There are over 90 judges in total, and I must say that when one casts an eye around, the calibre is impressive. Each region has a chairperson, someone who has an intimate and lifelong affiliation to the region, (Gerard Bassett MW is regional France, Peter Richards MW is Chile, James Lawther MW is Bordeaux and so on) and the team around them are picked for their broader knowledge. I personally have judged regional France, Spain, Italy and Rhône, and it is here I feel most at home.
The day starts with a briefing from Steven Spurrier, one of the trade’s icons and Editor at Large for Decanter magazine. Coffee is consumed, croissants taken and we all assemble at our tables for the day's work. There are four to a table and each taster has 12 glasses, score sheets and a crib sheet telling us what the general categories are; varietal blends, alcohol and price range, going from £5 to £200 plus (and no, we haven't had one of those, but yes, here was one wine that was, a Barolo of all things). We have a team helper who pours the wines, generally helps out and runs off to get another bottle if the sample is corked or otherwise unpalatable. Sadly, and more often than not, the second bottle often proves no better than the first.
We the calibrate our tasting scores, tasting two wine in succession and marking them out of 20: 14.5 is commended, 15.5 bronze, 17 silver and 18.5 gold. We then taste in flights, 12 at a time, and after each flight we aggregate our scores and discuss anomalies, using John LL as the arbitrator. Generally the consensus is in line, but it is always amazing to me that no matter how objective you try to be, how analytical one tries to be, personal tastes and prejudices do occasionally push through. I prefer lighter, fresher wines, mineral, cool characters, others prefer more brooding styles, deeper fruit and body, so occasionally the tastes collide and that is when the interesting banter begins.
The wines we have tasted so far have been in the main of average quality, with only a handful of golds awarded, one being for the first wine of the first flight on Monday (to mighty applause as last year we gave no golds in the first three days), a cheeky Costière de Nimes with a very attractive price point. What has been a disappointment are the wines from the more highly regarded AC's, Châteauneuf 2011 in bottle already? I don't think so. Vacqueyras 2011 and 2010 were tasting flat. 2010 Châteauneuf, which really should be a breeze, was hard work and without charm in the main, and the less said about the Côtes du Rhône Village category the better frankly. One should remember however that those producers who make the very finest wines are unlikely to enter their wines into these competitions for a number of reasons, so one is really only likely to be tasting wines from producers who need this sort of accolade. It is a shame as a great wine would really get the full blown gold treatment!

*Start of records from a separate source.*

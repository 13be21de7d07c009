// Licensed under the Apache License, Version 2.0 or the MIT License.
// SPDX-License-Identifier: Apache-2.0 OR MIT
// Copyright Tock Contributors 2022.

//! Programmable Delay Block (PDB).
//!
//! One ADC trigger channel with eight pre-triggers, and one pulse output.

use tock_registers::registers::ReadWrite;
use tock_registers::{register_bitfields, register_structs};

use crate::interrupts;
use crate::static_ref::StaticRef;

pub const PDB_INSTANCE_COUNT: usize = 1;
pub const PDB_CH_COUNT: usize = 1;
pub const PDB_DLY_COUNT: usize = 8;
pub const PDB_PODLY_COUNT: usize = 1;

register_structs! {
    pub PdbRegisters {
        /// Status and Control register
        (0x000 => pub sc: ReadWrite<u32, SC::Register>),
        /// Modulus register
        (0x004 => pub modulo: ReadWrite<u32, MOD::Register>),
        /// Counter register
        (0x008 => pub cnt: ReadWrite<u32, CNT::Register>),
        /// Interrupt Delay register
        (0x00C => pub idly: ReadWrite<u32, IDLY::Register>),
        (0x010 => pub ch: [AdcTriggerChannel; PDB_CH_COUNT]),
        (0x038 => _reserved0),
        /// Pulse-Out n Enable register
        (0x190 => pub poen: ReadWrite<u32, POEN::Register>),
        /// Pulse-Out n Delay register
        (0x194 => pub podly: [ReadWrite<u32, PODLY::Register>; PDB_PODLY_COUNT]),
        (0x198 => @END),
    },

    pub AdcTriggerChannel {
        /// Channel n Control register 1
        (0x00 => pub c1: ReadWrite<u32, C1::Register>),
        /// Channel n Status register
        (0x04 => pub s: ReadWrite<u32, S::Register>),
        /// Channel n Delay m register
        (0x08 => pub dly: [ReadWrite<u32, DLY::Register>; PDB_DLY_COUNT]),
        (0x28 => @END),
    }
}

register_bitfields![u32,
    pub SC [
        /// Load OK
        LDOK OFFSET(0) NUMBITS(1) [],
        /// Continuous mode enable
        CONT OFFSET(1) NUMBITS(1) [],
        /// Multiplication factor select for prescaler
        MULT OFFSET(2) NUMBITS(2) [
            Times1 = 0,
            Times10 = 1,
            Times20 = 2,
            Times40 = 3
        ],
        /// PDB interrupt enable
        PDBIE OFFSET(5) NUMBITS(1) [],
        /// PDB interrupt flag
        PDBIF OFFSET(6) NUMBITS(1) [],
        /// PDB enable
        PDBEN OFFSET(7) NUMBITS(1) [],
        /// Trigger input source select
        TRGSEL OFFSET(8) NUMBITS(4) [
            Trgmux = 0,
            Software = 15
        ],
        /// Prescaler divider select, 2^PRESCALER
        PRESCALER OFFSET(12) NUMBITS(3) [],
        /// DMA enable
        DMAEN OFFSET(15) NUMBITS(1) [],
        /// Software trigger
        SWTRIG OFFSET(16) NUMBITS(1) [],
        /// Sequence error interrupt enable
        PDBEIE OFFSET(17) NUMBITS(1) [],
        /// Load mode select
        LDMOD OFFSET(18) NUMBITS(2) []
    ],
    pub MOD [
        MOD OFFSET(0) NUMBITS(16) []
    ],
    pub CNT [
        CNT OFFSET(0) NUMBITS(16) []
    ],
    pub IDLY [
        IDLY OFFSET(0) NUMBITS(16) []
    ],
    pub C1 [
        /// Pre-trigger enable
        EN OFFSET(0) NUMBITS(8) [],
        /// Pre-trigger output select
        TOS OFFSET(8) NUMBITS(8) [],
        /// Pre-trigger back-to-back operation enable
        BB OFFSET(16) NUMBITS(8) []
    ],
    pub S [
        /// Sequence error flags
        ERR OFFSET(0) NUMBITS(8) [],
        /// Channel flags
        CF OFFSET(16) NUMBITS(8) []
    ],
    pub DLY [
        DLY OFFSET(0) NUMBITS(16) []
    ],
    pub POEN [
        POEN OFFSET(0) NUMBITS(8) []
    ],
    pub PODLY [
        DLY2 OFFSET(0) NUMBITS(16) [],
        DLY1 OFFSET(16) NUMBITS(16) []
    ]
];

pub const PDB0_BASE_ADDR: usize = 0x4003_6000;

pub const PDB0_BASE: StaticRef<PdbRegisters> =
    unsafe { StaticRef::new(PDB0_BASE_ADDR as *const PdbRegisters) };

pub const PDB_BASE_ADDRS: [usize; PDB_INSTANCE_COUNT] = [PDB0_BASE_ADDR];
pub const PDB_BASE_PTRS: [StaticRef<PdbRegisters>; PDB_INSTANCE_COUNT] = [PDB0_BASE];
pub const PDB_IRQS: [u32; PDB_INSTANCE_COUNT] = [interrupts::PDB0];

#[cfg(test)]
mod tests {
    use super::*;
    use crate::field_check::{assert_field, assert_fields_fit};
    use core::mem::{offset_of, size_of};

    #[test]
    fn layout() {
        assert_eq!(size_of::<AdcTriggerChannel>(), 0x28);
        assert_eq!(offset_of!(AdcTriggerChannel, dly), 0x8);
        assert_eq!(offset_of!(PdbRegisters, ch), 0x10);
        assert_eq!(offset_of!(PdbRegisters, poen), 0x190);
        assert_eq!(offset_of!(PdbRegisters, podly), 0x194);
        assert_eq!(size_of::<PdbRegisters>(), 0x198);
    }

    #[test]
    fn fields() {
        assert_field!(SC::TRGSEL, 8, 4);
        assert_field!(SC::PRESCALER, 12, 3);
        assert_field!(SC::LDMOD, 18, 2);
        assert_field!(C1::BB, 16, 8);
        assert_field!(S::CF, 16, 8);
        assert_field!(PODLY::DLY1, 16, 16);
    }

    #[test]
    fn every_field_fits_its_register() {
        assert_fields_fit!(
            SC [LDOK, CONT, MULT, PDBIE, PDBIF, PDBEN, TRGSEL, PRESCALER, DMAEN, SWTRIG, PDBEIE,
                LDMOD],
            MOD [MOD],
            CNT [CNT],
            IDLY [IDLY],
            C1 [EN, TOS, BB],
            S [ERR, CF],
            DLY [DLY],
            POEN [POEN],
            PODLY [DLY2, DLY1],
        );
    }
}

By the end of the day everyone is exhausted, the concentration required and the demanding nature of tasting 80 or so wines is quite intense, so nothing is more welcome than the pint I had in The White Horse afterward. This is the time for banter and catching up with old friends, many of whom fly in from around the globe and who only meet once a year. It's a great feeling being part of what is probably the very best wine competition held anywhere in the world and the feeling if exhaustion is soon lost. As I sit on the train on my way to day three, I am champing at the bit to get stuck in: Châteauneuf du Pape, price point £50 plus all day long, perfect for this miserable weather!
Bon soif mes amis.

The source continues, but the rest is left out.